# INPUT DATA
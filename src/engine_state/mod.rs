//! # Engine State Module
//!
//! The subsystems of the voxel world and the state that ties them together.
//!
//! ## Key Components
//!
//! * `voxels` - Blocks, chunks, terrain generation, detail resolution and persistence
//! * `lighting` - The light field computed over a 3×3 chunk neighborhood
//! * `rendering` - Texture atlas, vertex format and the chunk mesher
//! * `task_management` - The worker pool running chunk phases
//!
//! ## Architecture
//!
//! Everything a subsystem needs to know about the loaded world lives in one
//! [`WorldContext`], built once when the world is opened and shared as
//! `Arc<WorldContext>`. [`EngineState`] owns the world, the task pool and the save store,
//! and drives chunks through their phases as results come back from the workers.

use std::sync::Arc;

use log::{error, info};
use web_time::Instant;

use error::ChunkError;
use rendering::texture_atlas::TextureAtlas;
use task_management::TaskManager;
use voxels::{
    block::BlockRegistry,
    chunk::{ChunkData, ChunkPosition},
    generation::{
        noise_source::{NoiseSource, PerlinNoise},
        structures::StructureTemplates,
    },
    persistence::SaveStore,
    world::World,
    world_info::WorldInfo,
};

pub mod error;
pub mod lighting;
pub mod rendering;
pub mod task_management;
pub mod voxels;

/// Everything the chunk pipeline reads about the loaded world.
///
/// Immutable once built; pass `&WorldContext` to synchronous code and clone the `Arc`
/// into tasks.
pub struct WorldContext {
    pub info: WorldInfo,
    pub blocks: BlockRegistry,
    pub textures: TextureAtlas,
    pub structures: StructureTemplates,
    pub noise: Box<dyn NoiseSource>,
}

impl WorldContext {
    /// The standard tables and Perlin noise seeded with the world seed.
    pub fn new(info: WorldInfo) -> Self {
        let noise = Box::new(PerlinNoise::new(info.seed));
        Self::with_noise(info, noise)
    }

    /// Same as [`WorldContext::new`] with a custom noise source.
    pub fn with_noise(info: WorldInfo, noise: Box<dyn NoiseSource>) -> Self {
        WorldContext {
            info,
            blocks: BlockRegistry::new(),
            textures: TextureAtlas::new(),
            structures: StructureTemplates::new(),
            noise,
        }
    }
}

/// Owns a world and drives its chunks from creation to `chunk_ready`.
///
/// # Examples
///
/// ```
/// use std::sync::Arc;
/// use cgmath::Point2;
/// use voxel_world::engine_state::{
///     task_management::TaskManager,
///     voxels::{persistence::MemorySaveStore, world_info::{WorldInfo, WorldType}},
///     EngineState,
/// };
///
/// let mut engine_state = EngineState::new(
///     WorldInfo::new("demo", 7, WorldType::Flat),
///     TaskManager::new(2),
///     Arc::new(MemorySaveStore::new()),
/// );
/// engine_state.request_area(Point2::new(0, 0), 1);
/// while !engine_state.is_idle() {
///     engine_state.process_tasks().unwrap();
/// }
/// assert!(engine_state.world.chunk(Point2::new(0, 0)).unwrap().is_chunk_ready());
/// ```
pub struct EngineState {
    pub context: Arc<WorldContext>,
    pub world: World,
    pub task_manager: TaskManager,
    store: Arc<dyn SaveStore>,
}

impl EngineState {
    pub fn new(info: WorldInfo, task_manager: TaskManager, store: Arc<dyn SaveStore>) -> Self {
        info!("Opening world {info}");
        let context = Arc::new(WorldContext::new(info));
        EngineState {
            world: World::new(context.clone()),
            context,
            task_manager,
            store,
        }
    }

    /// Adds every missing chunk within `radius` of `center` and starts its terrain.
    pub fn request_area(&mut self, center: ChunkPosition, radius: i32) {
        for z in -radius..=radius {
            for x in -radius..=radius {
                let position = ChunkPosition::new(center.x + x, center.y + z);
                if self.world.chunk(position).is_some() {
                    continue;
                }
                let chunk = Arc::new(ChunkData::new(position));
                self.world.insert(chunk.clone());
                self.task_manager
                    .publish_task(Box::new(chunk.start_terrain_generation(&self.context)));
            }
        }
    }

    /// Handles finished tasks, then starts detail resolution of every chunk whose terrain
    /// is ready, handing it the cardinal neighbors that are loaded.
    ///
    /// A chunk whose save record cannot be loaded is dropped from the world and the error
    /// returned; it is not retried unless requested again.
    pub fn process_tasks(&mut self) -> Result<(), ChunkError> {
        self.task_manager.process_completed_tasks();

        let pending: Vec<Arc<ChunkData>> = self
            .world
            .chunks()
            .filter(|chunk| chunk.is_terrain_ready() && !chunk.has_started_details())
            .cloned()
            .collect();
        let mut failure = None;
        for chunk in pending {
            let neighbors = self.world.cardinal_neighbors(chunk.position());
            match chunk.start_detail_resolution(&self.context, neighbors, self.store.as_ref()) {
                Ok(task) => {
                    self.task_manager.publish_task(Box::new(task));
                }
                Err(err) => {
                    error!("Dropping chunk: {err}");
                    self.world.remove(chunk.position());
                    failure.get_or_insert(err);
                }
            }
        }

        self.task_manager.process_queued_tasks();
        failure.map_or(Ok(()), Err)
    }

    /// Runs `process_tasks` until every requested chunk is ready, stopping at the first
    /// chunk that fails to load.
    pub fn finish_loading(&mut self) -> Result<(), ChunkError> {
        let start = Instant::now();
        while !self.is_idle() {
            self.process_tasks()?;
            if self.task_manager.tasks_in_flight() == 0 {
                self.task_manager.run_queued_inline();
            }
            std::thread::yield_now();
        }
        info!(
            "Loaded {} chunks in {:?}",
            self.world.len(),
            start.elapsed()
        );
        Ok(())
    }

    /// Whether every chunk is ready and no task is pending.
    pub fn is_idle(&self) -> bool {
        self.task_manager.is_idle() && self.world.chunks().all(|chunk| chunk.is_chunk_ready())
    }

    /// Saves the dirty chunks and drops every chunk from memory.
    pub fn unload_all(&mut self) -> Result<usize, error::PersistenceError> {
        let mut saved = 0;
        for chunk in self.world.drain() {
            if chunk.unload(self.store.as_ref())? {
                saved += 1;
            }
        }
        Ok(saved)
    }
}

# WORK TASK
Copy out the entries above again, keeping them exact.

# EXERCISE SOLUTION
filename src/engine_state/mod.rs
//! # Engine State Module
//!
//! The subsystems of the voxel world and the state that ties them together.
//!
//! ## Key Components
//!
//! * `voxels` - Blocks, chunks, terrain generation, detail resolution and persistence
//! * `lighting` - The light field computed over a 3×3 chunk neighborhood
//! * `rendering` - Texture atlas, vertex format and the chunk mesher
//! * `task_management` - The worker pool running chunk phases
//!
//! ## Architecture
//!
//! Everything a subsystem needs to know about the loaded world lives in one
//! [`WorldContext`], built once when the world is opened and shared as
//! `Arc<WorldContext>`. [`EngineState`] owns the world, the task pool and the save store,
//! and drives chunks through their phases as results come back from the workers.

use std::sync::Arc;

use log::{error, info};
use web_time::Instant;

use error::ChunkError;
use rendering::texture_atlas::TextureAtlas;
use task_management::TaskManager;
use voxels::{
    block::BlockRegistry,
    chunk::{ChunkData, ChunkPosition},
    generation::{
        noise_source::{NoiseSource, PerlinNoise},
        structures::StructureTemplates,
    },
    persistence::SaveStore,
    world::World,
    world_info::WorldInfo,
};

pub mod error;
pub mod lighting;
pub mod rendering;
pub mod task_management;
pub mod voxels;

/// Everything the chunk pipeline reads about the loaded world.
///
/// Immutable once built; pass `&WorldContext` to synchronous code and clone the `Arc`
/// into tasks.
pub struct WorldContext {
    pub info: WorldInfo,
    pub blocks: BlockRegistry,
    pub textures: TextureAtlas,
    pub structures: StructureTemplates,
    pub noise: Box<dyn NoiseSource>,
}

impl WorldContext {
    /// The standard tables and Perlin noise seeded with the world seed.
    pub fn new(info: WorldInfo) -> Self {
        let noise = Box::new(PerlinNoise::new(info.seed));
        Self::with_noise(info, noise)
    }

    /// Same as [`WorldContext::new`] with a custom noise source.
    pub fn with_noise(info: WorldInfo, noise: Box<dyn NoiseSource>) -> Self {
        WorldContext {
            info,
            blocks: BlockRegistry::new(),
            textures: TextureAtlas::new(),
            structures: StructureTemplates::new(),
            noise,
        }
    }
}

/// Owns a world and drives its chunks from creation to `chunk_ready`.
///
/// # Examples
///
/// ```
/// use std::sync::Arc;
/// use cgmath::Point2;
/// use voxel_world::engine_state::{
///     task_management::TaskManager,
///     voxels::{persistence::MemorySaveStore, world_info::{WorldInfo, WorldType}},
///     EngineState,
/// };
///
/// let mut engine_state = EngineState::new(
///     WorldInfo::new("demo", 7, WorldType::Flat),
///     TaskManager::new(2),
///     Arc::new(MemorySaveStore::new()),
/// );
/// engine_state.request_area(Point2::new(0, 0), 1);
/// while !engine_state.is_idle() {
///     engine_state.process_tasks().unwrap();
/// }
/// assert!(engine_state.world.chunk(Point2::new(0, 0)).unwrap().is_chunk_ready());
/// ```
pub struct EngineState {
    pub context: Arc<WorldContext>,
    pub world: World,
    pub task_manager: TaskManager,
    store: Arc<dyn SaveStore>,
}

impl EngineState {
    pub fn new(info: WorldInfo, task_manager: TaskManager, store: Arc<dyn SaveStore>) -> Self {
        info!("Opening world {info}");
        let context = Arc::new(WorldContext::new(info));
        EngineState {
            world: World::new(context.clone()),
            context,
            task_manager,
            store,
        }
    }

    /// Adds every missing chunk within `radius` of `center` and starts its terrain.
    pub fn request_area(&mut self, center: ChunkPosition, radius: i32) {
        for z in -radius..=radius {
            for x in -radius..=radius {
                let position = ChunkPosition::new(center.x + x, center.y + z);
                if self.world.chunk(position).is_some() {
                    continue;
                }
                let chunk = Arc::new(ChunkData::new(position));
                self.world.insert(chunk.clone());
                self.task_manager
                    .publish_task(Box::new(chunk.start_terrain_generation(&self.context)));
            }
        }
    }

    /// Handles finished tasks, then starts detail resolution of every chunk whose terrain
    /// is ready, handing it the cardinal neighbors that are loaded.
    ///
    /// A chunk whose save record cannot be loaded is dropped from the world and the error
    /// returned; it is not retried unless requested again.
    pub fn process_tasks(&mut self) -> Result<(), ChunkError> {
        self.task_manager.process_completed_tasks();

        let pending: Vec<Arc<ChunkData>> = self
            .world
            .chunks()
            .filter(|chunk| chunk.is_terrain_ready() && !chunk.has_started_details())
            .cloned()
            .collect();
        let mut failure = None;
        for chunk in pending {
            let neighbors = self.world.cardinal_neighbors(chunk.position());
            match chunk.start_detail_resolution(&self.context, neighbors, self.store.as_ref()) {
                Ok(task) => {
                    self.task_manager.publish_task(Box::new(task));
                }
                Err(err) => {
                    error!("Dropping chunk: {err}");
                    self.world.remove(chunk.position());
                    failure.get_or_insert(err);
                }
            }
        }

        self.task_manager.process_queued_tasks();
        failure.map_or(Ok(()), Err)
    }

    /// Runs `process_tasks` until every requested chunk is ready, stopping at the first
    /// chunk that fails to load.
    pub fn finish_loading(&mut self) -> Result<(), ChunkError> {
        let start = Instant::now();
        while !self.is_idle() {
            self.process_tasks()?;
            if self.task_manager.tasks_in_flight() == 0 {
                self.task_manager.run_queued_inline();
            }
            std::thread::yield_now();
        }
        info!(
            "Loaded {} chunks in {:?}",
            self.world.len(),
            start.elapsed()
        );
        Ok(())
    }

    /// Whether every chunk is ready and no task is pending.
    pub fn is_idle(&self) -> bool {
        self.task_manager.is_idle() && self.world.chunks().all(|chunk| chunk.is_chunk_ready())
    }

    /// Saves the dirty chunks and drops every chunk from memory.
    pub fn unload_all(&mut self) -> Result<usize, error::PersistenceError> {
        let mut saved = 0;
        for chunk in self.world.drain() {
            if chunk.unload(self.store.as_ref())? {
                saved += 1;
            }
        }
        Ok(saved)
    }
}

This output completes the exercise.